Find the string "Deserialize" in the listing and report every line that has it.

++++++++++++++++++++

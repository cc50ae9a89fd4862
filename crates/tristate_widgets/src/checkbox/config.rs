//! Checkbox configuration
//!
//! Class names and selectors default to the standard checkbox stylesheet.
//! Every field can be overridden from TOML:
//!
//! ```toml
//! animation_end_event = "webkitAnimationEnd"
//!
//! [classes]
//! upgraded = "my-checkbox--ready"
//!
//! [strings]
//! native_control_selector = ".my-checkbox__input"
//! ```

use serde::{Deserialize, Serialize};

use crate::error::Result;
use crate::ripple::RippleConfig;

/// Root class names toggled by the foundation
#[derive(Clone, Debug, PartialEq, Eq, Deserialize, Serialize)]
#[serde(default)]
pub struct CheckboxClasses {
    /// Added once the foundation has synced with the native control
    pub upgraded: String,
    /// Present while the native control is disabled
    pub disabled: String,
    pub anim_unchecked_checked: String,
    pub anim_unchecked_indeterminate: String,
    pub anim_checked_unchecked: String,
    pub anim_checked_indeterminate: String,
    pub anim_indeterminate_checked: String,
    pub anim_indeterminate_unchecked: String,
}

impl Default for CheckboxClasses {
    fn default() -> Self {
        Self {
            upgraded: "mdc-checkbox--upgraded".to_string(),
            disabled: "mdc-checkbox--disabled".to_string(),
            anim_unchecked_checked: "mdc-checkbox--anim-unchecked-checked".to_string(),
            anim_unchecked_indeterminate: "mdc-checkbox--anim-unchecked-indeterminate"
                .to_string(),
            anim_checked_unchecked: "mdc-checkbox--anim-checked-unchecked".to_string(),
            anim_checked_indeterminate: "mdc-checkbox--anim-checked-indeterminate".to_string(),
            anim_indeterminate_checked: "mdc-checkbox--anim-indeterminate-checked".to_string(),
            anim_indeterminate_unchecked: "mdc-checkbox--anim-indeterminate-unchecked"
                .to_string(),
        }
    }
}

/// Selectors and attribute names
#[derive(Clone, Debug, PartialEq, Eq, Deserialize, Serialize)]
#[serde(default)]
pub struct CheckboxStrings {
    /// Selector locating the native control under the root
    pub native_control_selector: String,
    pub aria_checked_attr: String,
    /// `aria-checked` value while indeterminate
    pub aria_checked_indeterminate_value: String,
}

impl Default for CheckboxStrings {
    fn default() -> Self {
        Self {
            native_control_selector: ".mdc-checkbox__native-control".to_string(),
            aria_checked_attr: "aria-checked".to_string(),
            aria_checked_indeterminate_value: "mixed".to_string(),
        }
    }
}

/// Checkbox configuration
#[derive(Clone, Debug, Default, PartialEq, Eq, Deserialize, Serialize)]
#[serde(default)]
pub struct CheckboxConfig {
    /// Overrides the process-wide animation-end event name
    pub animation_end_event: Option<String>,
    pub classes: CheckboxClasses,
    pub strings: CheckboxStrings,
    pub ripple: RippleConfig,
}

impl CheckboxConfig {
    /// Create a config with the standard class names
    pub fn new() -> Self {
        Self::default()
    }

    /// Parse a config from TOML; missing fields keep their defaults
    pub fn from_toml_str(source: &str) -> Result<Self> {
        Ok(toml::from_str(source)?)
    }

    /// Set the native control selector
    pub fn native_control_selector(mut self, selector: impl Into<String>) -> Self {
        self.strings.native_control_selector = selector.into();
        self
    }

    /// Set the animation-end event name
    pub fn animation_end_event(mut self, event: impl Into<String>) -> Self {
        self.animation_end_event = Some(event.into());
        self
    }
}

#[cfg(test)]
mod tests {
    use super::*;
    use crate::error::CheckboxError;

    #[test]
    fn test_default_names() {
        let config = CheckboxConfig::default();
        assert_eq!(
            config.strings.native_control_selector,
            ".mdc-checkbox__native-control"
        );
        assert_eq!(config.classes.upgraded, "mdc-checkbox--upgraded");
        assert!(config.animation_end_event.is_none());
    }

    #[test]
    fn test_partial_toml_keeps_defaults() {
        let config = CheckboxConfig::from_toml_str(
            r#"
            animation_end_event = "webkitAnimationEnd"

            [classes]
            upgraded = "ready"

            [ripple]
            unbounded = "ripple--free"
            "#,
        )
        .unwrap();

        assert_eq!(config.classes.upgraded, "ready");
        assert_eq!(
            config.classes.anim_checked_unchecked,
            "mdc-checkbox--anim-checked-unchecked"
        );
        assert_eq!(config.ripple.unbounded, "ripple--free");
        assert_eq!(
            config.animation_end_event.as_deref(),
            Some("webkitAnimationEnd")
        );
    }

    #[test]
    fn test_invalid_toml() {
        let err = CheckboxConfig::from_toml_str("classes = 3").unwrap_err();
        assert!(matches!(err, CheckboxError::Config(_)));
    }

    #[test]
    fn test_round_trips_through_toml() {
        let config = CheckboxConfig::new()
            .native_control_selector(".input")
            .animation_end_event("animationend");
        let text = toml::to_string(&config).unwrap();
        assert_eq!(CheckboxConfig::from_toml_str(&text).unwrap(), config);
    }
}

++++++++++++++++++++

**Solution to this problem:**
use serde::{Deserialize, Serialize};
#[derive(Clone, Debug, PartialEq, Eq, Deserialize, Serialize)]
#[derive(Clone, Debug, PartialEq, Eq, Deserialize, Serialize)]
#[derive(Clone, Debug, Default, PartialEq, Eq, Deserialize, Serialize)]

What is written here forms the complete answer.